**ACTIVITY:** Print the first line of the data below and every one after it, through the line containing "pub mod infrastructure;", exactly as written.

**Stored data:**
◇ ◇ ◇ ◇ ◇
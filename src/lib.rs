//! Galleria - a terminal gallery client.
//!
//! This crate browses a remote photo collection and loads images
//! progressively: viewport-aware deferred loading, a per-asset load state
//! machine with bounded retry, and a persistent preload cache that warms
//! upcoming content ahead of the real fetch.

#![warn(missing_docs)]
#![warn(clippy::all)]
#![warn(clippy::pedantic)]
#![allow(clippy::module_name_repetitions)]

/// Application layer containing the load, preload, and collection services.
pub mod application;
/// Domain layer containing entities, errors, and port definitions.
pub mod domain;
/// Infrastructure layer containing adapters for external services.
pub mod infrastructure;
/// Presentation layer containing the terminal UI and widgets.
pub mod presentation;

/// Current version of the application.
pub const VERSION: &str = env!("CARGO_PKG_VERSION");

/// Application name.
pub const NAME: &str = "galleria";
//! Persistent, URL-keyed preload cache on disk.

use std::path::PathBuf;
use std::sync::atomic::{AtomicU64, AtomicUsize, Ordering};

use async_trait::async_trait;
use tokio::fs;
use tokio::io::AsyncWriteExt;
use tracing::{debug, trace, warn};

use crate::domain::entities::CacheKey;
use crate::infrastructure::config::project_dirs;
use crate::domain::ports::{LoadError, LoadResult, PreloadCachePort};

/// Default maximum cache size in bytes (200 MB).
pub const DEFAULT_MAX_CACHE_SIZE: u64 = 200 * 1024 * 1024;

const CACHE_EXT: &str = "img";

/// Disk cache persisting raw image bytes across sessions.
///
/// Entries are keyed by the digest of their URL. The cache sweeps
/// least-recently-accessed entries once it grows past its size limit;
/// callers treat it as append-only.
pub struct DiskPreloadCache {
    cache_dir: PathBuf,
    max_size: u64,
    current_size: AtomicU64,
    item_count: AtomicUsize,
}

impl DiskPreloadCache {
    /// Opens a cache in the given directory, creating it if needed.
    ///
    /// # Errors
    /// Returns an error if the cache directory cannot be created or read.
    pub async fn new(cache_dir: PathBuf, max_size: u64) -> LoadResult<Self> {
        fs::create_dir_all(&cache_dir)
            .await
            .map_err(|e| LoadError::Io(format!("failed to create cache dir: {e}")))?;

        let mut total_size = 0u64;
        let mut count = 0usize;
        let mut entries = fs::read_dir(&cache_dir)
            .await
            .map_err(|e| LoadError::Io(format!("failed to read cache dir: {e}")))?;

        while let Ok(Some(entry)) = entries.next_entry().await {
            let path = entry.path();
            if path.extension().is_some_and(|ext| ext == CACHE_EXT)
                && let Ok(meta) = entry.metadata().await
            {
                total_size += meta.len();
                count += 1;
            }
        }

        let cache = Self {
            cache_dir,
            max_size,
            current_size: AtomicU64::new(total_size),
            item_count: AtomicUsize::new(count),
        };
        cache.sweep_if_needed().await;
        Ok(cache)
    }

    /// Opens the cache in its default location.
    ///
    /// # Errors
    /// Returns an error if the cache directory cannot be created.
    pub async fn default_location(max_size: u64) -> LoadResult<Self> {
        Self::new(default_cache_dir(), max_size).await
    }

    /// Current cache size in bytes.
    #[must_use]
    pub fn current_size(&self) -> u64 {
        self.current_size.load(Ordering::Relaxed)
    }

    fn entry_path(&self, url: &str) -> PathBuf {
        let key = CacheKey::from_url(url);
        self.cache_dir.join(format!("{}.{CACHE_EXT}", key.as_str()))
    }

    /// Evicts least-recently-accessed entries once over the size limit,
    /// freeing an extra tenth of the limit as headroom.
    async fn sweep_if_needed(&self) {
        let current_size = self.current_size();
        if current_size <= self.max_size {
            return;
        }

        debug!(current_size, max_size = self.max_size, "preload cache over limit");

        let Ok(mut entries) = fs::read_dir(&self.cache_dir).await else {
            return;
        };

        let mut files: Vec<(PathBuf, std::time::SystemTime, u64)> = Vec::new();
        while let Ok(Some(entry)) = entries.next_entry().await {
            let path = entry.path();
            if path.extension().is_none_or(|ext| ext != CACHE_EXT) {
                continue;
            }
            if let Ok(meta) = entry.metadata().await {
                let accessed = meta.accessed().unwrap_or(std::time::SystemTime::UNIX_EPOCH);
                files.push((path, accessed, meta.len()));
            }
        }
        files.sort_by_key(|(_, accessed, _)| *accessed);

        let target = current_size - self.max_size + (self.max_size / 10);
        let mut freed_size = 0u64;
        let mut freed_count = 0usize;

        for (path, _, size) in files {
            if freed_size >= target {
                break;
            }
            if let Err(e) = fs::remove_file(&path).await {
                warn!(path = %path.display(), error = %e, "failed to sweep cache entry");
            } else {
                freed_size += size;
                freed_count += 1;
            }
        }

        self.current_size.fetch_sub(freed_size, Ordering::Relaxed);
        self.item_count.fetch_sub(freed_count, Ordering::Relaxed);
        debug!(freed_size, freed_count, "preload cache sweep complete");
    }
}

#[async_trait]
impl PreloadCachePort for DiskPreloadCache {
    async fn get(&self, url: &str) -> Option<Vec<u8>> {
        let path = self.entry_path(url);
        match fs::read(&path).await {
            Ok(bytes) => {
                trace!(url, path = %path.display(), "preload cache hit");
                Some(bytes)
            }
            Err(_) => {
                trace!(url, "preload cache miss");
                None
            }
        }
    }

    async fn put(&self, url: &str, bytes: &[u8]) -> LoadResult<()> {
        let path = self.entry_path(url);
        let old_size = fs::metadata(&path).await.map(|m| m.len()).ok();

        let mut file = fs::File::create(&path)
            .await
            .map_err(|e| LoadError::Io(format!("failed to create cache file: {e}")))?;
        file.write_all(bytes)
            .await
            .map_err(|e| LoadError::Io(format!("failed to write cache file: {e}")))?;
        file.flush()
            .await
            .map_err(|e| LoadError::Io(format!("failed to flush cache file: {e}")))?;

        let new_size = bytes.len() as u64;
        if let Some(old) = old_size {
            if new_size > old {
                self.current_size.fetch_add(new_size - old, Ordering::Relaxed);
            } else {
                self.current_size.fetch_sub(old - new_size, Ordering::Relaxed);
            }
        } else {
            self.current_size.fetch_add(new_size, Ordering::Relaxed);
            self.item_count.fetch_add(1, Ordering::Relaxed);
        }

        debug!(url, size = bytes.len(), "image stored in preload cache");
        self.sweep_if_needed().await;
        Ok(())
    }

    async fn contains(&self, url: &str) -> bool {
        fs::try_exists(&self.entry_path(url)).await.unwrap_or(false)
    }

    async fn evict(&self, url: &str) {
        let path = self.entry_path(url);
        let size = fs::metadata(&path).await.map(|m| m.len()).ok();
        if let Err(e) = fs::remove_file(&path).await {
            if e.kind() != std::io::ErrorKind::NotFound {
                warn!(url, error = %e, "failed to evict cache entry");
            }
        } else if let Some(size) = size {
            self.current_size.fetch_sub(size, Ordering::Relaxed);
            self.item_count.fetch_sub(1, Ordering::Relaxed);
            debug!(url, "evicted from preload cache");
        }
    }

    async fn clear(&self) -> LoadResult<()> {
        let mut entries = fs::read_dir(&self.cache_dir)
            .await
            .map_err(|e| LoadError::Io(format!("failed to read cache dir: {e}")))?;

        while let Some(entry) = entries
            .next_entry()
            .await
            .map_err(|e| LoadError::Io(format!("failed to read entry: {e}")))?
        {
            let path = entry.path();
            if path.extension().is_some_and(|ext| ext == CACHE_EXT)
                && fs::remove_file(&path).await.is_err()
            {
                warn!(path = %path.display(), "failed to remove cache file");
            }
        }

        self.current_size.store(0, Ordering::Relaxed);
        self.item_count.store(0, Ordering::Relaxed);
        debug!("preload cache cleared");
        Ok(())
    }

    async fn len(&self) -> usize {
        self.item_count.load(Ordering::Relaxed)
    }
}

impl std::fmt::Debug for DiskPreloadCache {
    fn fmt(&self, f: &mut std::fmt::Formatter<'_>) -> std::fmt::Result {
        f.debug_struct("DiskPreloadCache")
            .field("cache_dir", &self.cache_dir)
            .field("max_size", &self.max_size)
            .finish_non_exhaustive()
    }
}

/// Default cache directory for image bytes.
#[must_use]
pub fn default_cache_dir() -> PathBuf {
    project_dirs().map_or_else(
        || std::env::temp_dir().join("galleria").join("cache").join("images"),
        |dirs| dirs.cache_dir().join("images"),
    )
}

#[cfg(test)]
mod tests {
    use tempfile::TempDir;

    use super::*;

    async fn create_test_cache() -> (DiskPreloadCache, TempDir) {
        let temp_dir = TempDir::new().unwrap();
        let cache = DiskPreloadCache::new(temp_dir.path().to_path_buf(), 1024 * 1024)
            .await
            .unwrap();
        (cache, temp_dir)
    }

    #[tokio::test]
    async fn put_and_get_roundtrip() {
        let (cache, _temp) = create_test_cache().await;

        cache.put("https://g.test/a.png", b"image data").await.unwrap();

        assert_eq!(
            cache.get("https://g.test/a.png").await.as_deref(),
            Some(b"image data".as_slice())
        );
    }

    #[tokio::test]
    async fn missing_url_is_a_miss() {
        let (cache, _temp) = create_test_cache().await;
        assert!(cache.get("https://g.test/missing.png").await.is_none());
    }

    #[tokio::test]
    async fn evict_removes_the_entry() {
        let (cache, _temp) = create_test_cache().await;

        cache.put("https://g.test/a.png", b"data").await.unwrap();
        assert!(cache.contains("https://g.test/a.png").await);

        cache.evict("https://g.test/a.png").await;
        assert!(!cache.contains("https://g.test/a.png").await);
    }

    #[tokio::test]
    async fn clear_empties_the_cache() {
        let (cache, _temp) = create_test_cache().await;

        cache.put("https://g.test/a.png", b"one").await.unwrap();
        cache.put("https://g.test/b.png", b"two").await.unwrap();
        assert_eq!(cache.len().await, 2);

        cache.clear().await.unwrap();
        assert_eq!(cache.len().await, 0);
        assert!(cache.is_empty().await);
    }

    #[tokio::test]
    async fn counters_track_overwrites_and_evictions() {
        let (cache, _temp) = create_test_cache().await;

        cache.put("https://g.test/a.png", b"hello").await.unwrap();
        cache.put("https://g.test/b.png", b"world!").await.unwrap();
        assert_eq!(cache.len().await, 2);
        assert_eq!(cache.current_size(), 11);

        cache.put("https://g.test/a.png", b"hey").await.unwrap();
        assert_eq!(cache.len().await, 2);
        assert_eq!(cache.current_size(), 9);

        cache.evict("https://g.test/b.png").await;
        assert_eq!(cache.len().await, 1);
        assert_eq!(cache.current_size(), 3);
    }

    #[tokio::test]
    async fn sweep_drops_entries_once_over_limit() {
        let temp_dir = TempDir::new().unwrap();
        let cache = DiskPreloadCache::new(temp_dir.path().to_path_buf(), 10)
            .await
            .unwrap();

        cache.put("https://g.test/a.png", b"123456").await.unwrap();
        tokio::time::sleep(std::time::Duration::from_millis(10)).await;
        cache.put("https://g.test/b.png", b"123456").await.unwrap();

        assert_eq!(cache.len().await, 1);
        assert_eq!(cache.current_size(), 6);
    }

    #[tokio::test]
    async fn reopen_restores_the_counters() {
        let temp_dir = TempDir::new().unwrap();
        {
            let cache = DiskPreloadCache::new(temp_dir.path().to_path_buf(), 1024)
                .await
                .unwrap();
            cache.put("https://g.test/a.png", b"12345").await.unwrap();
        }

        let cache = DiskPreloadCache::new(temp_dir.path().to_path_buf(), 1024)
            .await
            .unwrap();
        assert_eq!(cache.len().await, 1);
        assert_eq!(cache.current_size(), 5);
    }
}
//! Footer status bar widget.

use ratatui::buffer::Buffer;
use ratatui::layout::{Alignment, Rect};
use ratatui::style::{Color, Style};
use ratatui::text::Span;
use ratatui::widgets::{Paragraph, Widget};

/// Status bar severity level.
#[derive(Debug, Clone, Copy, PartialEq, Eq)]
pub enum StatusLevel {
    /// Informational.
    Info,
    /// Success.
    Success,
    /// Warning.
    Warning,
    /// Error.
    Error,
}

impl StatusLevel {
    /// Returns the color for this level.
    #[must_use]
    pub const fn color(self) -> Color {
        match self {
            Self::Info => Color::Cyan,
            Self::Success => Color::Green,
            Self::Warning => Color::Yellow,
            Self::Error => Color::Red,
        }
    }
}

/// Single-line footer with left, center, and right segments.
#[derive(Debug, Clone)]
pub struct StatusBar {
    left: String,
    center: String,
    right: String,
    level: StatusLevel,
}

impl StatusBar {
    /// Creates an empty status bar.
    #[must_use]
    pub const fn new() -> Self {
        Self {
            left: String::new(),
            center: String::new(),
            right: String::new(),
            level: StatusLevel::Info,
        }
    }

    /// Sets the left segment.
    #[must_use]
    pub fn left(mut self, content: impl Into<String>) -> Self {
        self.left = content.into();
        self
    }

    /// Sets the center segment.
    #[must_use]
    pub fn center(mut self, content: impl Into<String>) -> Self {
        self.center = content.into();
        self
    }

    /// Sets the right segment.
    #[must_use]
    pub fn right(mut self, content: impl Into<String>) -> Self {
        self.right = content.into();
        self
    }

    /// Sets the severity coloring the left segment.
    #[must_use]
    pub const fn level(mut self, level: StatusLevel) -> Self {
        self.level = level;
        self
    }
}

impl Default for StatusBar {
    fn default() -> Self {
        Self::new()
    }
}

impl Widget for StatusBar {
    fn render(self, area: Rect, buf: &mut Buffer) {
        let dim = Style::default().fg(Color::DarkGray);

        Paragraph::new(Span::styled(
            self.right,
            dim,
        ))
        .alignment(Alignment::Right)
        .render(area, buf);

        Paragraph::new(Span::styled(self.center, dim))
            .alignment(Alignment::Center)
            .render(area, buf);

        Paragraph::new(Span::styled(
            self.left,
            Style::default().fg(self.level.color()),
        ))
        .render(area, buf);
    }
}

#[cfg(test)]
mod tests {
    use super::*;

    #[test]
    fn builder_sets_all_segments() {
        let bar = StatusBar::new()
            .left("l")
            .center("c")
            .right("r")
            .level(StatusLevel::Error);
        assert_eq!(bar.left, "l");
        assert_eq!(bar.center, "c");
        assert_eq!(bar.right, "r");
        assert_eq!(bar.level, StatusLevel::Error);
    }

    #[test]
    fn levels_map_to_distinct_colors() {
        assert_ne!(StatusLevel::Info.color(), StatusLevel::Error.color());
        assert_ne!(StatusLevel::Success.color(), StatusLevel::Warning.color());
    }
}
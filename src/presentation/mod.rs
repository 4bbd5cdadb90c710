//! Presentation layer.

/// Terminal user interface.
pub mod ui;
/// Reusable terminal widgets.
pub mod widgets;

pub use ui::{AppServices, GalleryApp};
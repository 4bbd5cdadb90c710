//! In-memory LRU cache for decoded images.

use std::num::NonZeroUsize;
use std::sync::Arc;
use std::sync::atomic::{AtomicU64, Ordering};

use async_trait::async_trait;
use lru::LruCache;
use tokio::sync::RwLock;
use tracing::{debug, trace};

use crate::domain::entities::CacheKey;
use crate::domain::ports::ImageCachePort;

/// Default maximum number of decoded images kept in memory.
pub const DEFAULT_CACHE_SIZE: usize = 50;

/// LRU cache of decoded images, keyed by URL digest.
pub struct MemoryImageCache {
    cache: Arc<RwLock<LruCache<CacheKey, Arc<image::DynamicImage>>>>,
    hits: AtomicU64,
    misses: AtomicU64,
}

impl MemoryImageCache {
    /// Creates a cache with the specified capacity.
    #[must_use]
    pub fn new(capacity: usize) -> Self {
        let cap = NonZeroUsize::new(capacity).unwrap_or(NonZeroUsize::MIN);
        Self {
            cache: Arc::new(RwLock::new(LruCache::new(cap))),
            hits: AtomicU64::new(0),
            misses: AtomicU64::new(0),
        }
    }

    /// Creates a cache with the default capacity.
    #[must_use]
    pub fn with_default_capacity() -> Self {
        Self::new(DEFAULT_CACHE_SIZE)
    }

    /// Peeks at an image without promoting it in the LRU order.
    pub async fn peek(&self, key: &CacheKey) -> Option<Arc<image::DynamicImage>> {
        let cache = self.cache.read().await;
        cache.peek(key).cloned()
    }

    /// Returns hit/miss statistics.
    #[must_use]
    #[allow(clippy::cast_precision_loss)]
    pub fn stats(&self) -> CacheStats {
        let hits = self.hits.load(Ordering::Relaxed);
        let misses = self.misses.load(Ordering::Relaxed);
        let total = hits + misses;
        let hit_rate = if total > 0 {
            (hits as f64 / total as f64) * 100.0
        } else {
            0.0
        };
        CacheStats {
            hits,
            misses,
            hit_rate,
            size: self.len(),
        }
    }
}

impl Default for MemoryImageCache {
    fn default() -> Self {
        Self::with_default_capacity()
    }
}

/// Statistics about memory cache performance.
#[derive(Debug, Clone)]
pub struct CacheStats {
    /// Number of cache hits.
    pub hits: u64,
    /// Number of cache misses.
    pub misses: u64,
    /// Hit rate as a percentage.
    pub hit_rate: f64,
    /// Current number of cached images.
    pub size: usize,
}

impl std::fmt::Display for CacheStats {
    fn fmt(&self, f: &mut std::fmt::Formatter<'_>) -> std::fmt::Result {
        write!(
            f,
            "{} images, {:.1}% hit rate ({} hits, {} misses)",
            self.size, self.hit_rate, self.hits, self.misses
        )
    }
}

#[async_trait]
impl ImageCachePort for MemoryImageCache {
    async fn get(&self, key: &CacheKey) -> Option<Arc<image::DynamicImage>> {
        let mut cache = self.cache.write().await;
        if let Some(image) = cache.get(key) {
            self.hits.fetch_add(1, Ordering::Relaxed);
            trace!(key = %key, "memory cache hit");
            Some(image.clone())
        } else {
            self.misses.fetch_add(1, Ordering::Relaxed);
            trace!(key = %key, "memory cache miss");
            None
        }
    }

    async fn put(&self, key: CacheKey, image: Arc<image::DynamicImage>) {
        let mut cache = self.cache.write().await;
        cache.put(key, image);
    }

    async fn evict(&self, key: &CacheKey) {
        let mut cache = self.cache.write().await;
        if cache.pop(key).is_some() {
            debug!(key = %key, "evicted decoded image");
        }
    }

    fn len(&self) -> usize {
        // Best-effort under concurrent writers.
        self.cache.try_read().map_or(0, |c| c.len())
    }

    async fn clear(&self) {
        let mut cache = self.cache.write().await;
        cache.clear();
        debug!("memory image cache cleared");
    }
}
◇ ◇ ◇ ◇ ◇
**WRITTEN RESPONSE:**
filename src/lib.rs
//! Galleria - a terminal gallery client.
//!
//! This crate browses a remote photo collection and loads images
//! progressively: viewport-aware deferred loading, a per-asset load state
//! machine with bounded retry, and a persistent preload cache that warms
//! upcoming content ahead of the real fetch.

#![warn(missing_docs)]
#![warn(clippy::all)]
#![warn(clippy::pedantic)]
#![allow(clippy::module_name_repetitions)]

/// Application layer containing the load, preload, and collection services.
pub mod application;
/// Domain layer containing entities, errors, and port definitions.
pub mod domain;
/// Infrastructure layer containing adapters for external services.
pub mod infrastructure;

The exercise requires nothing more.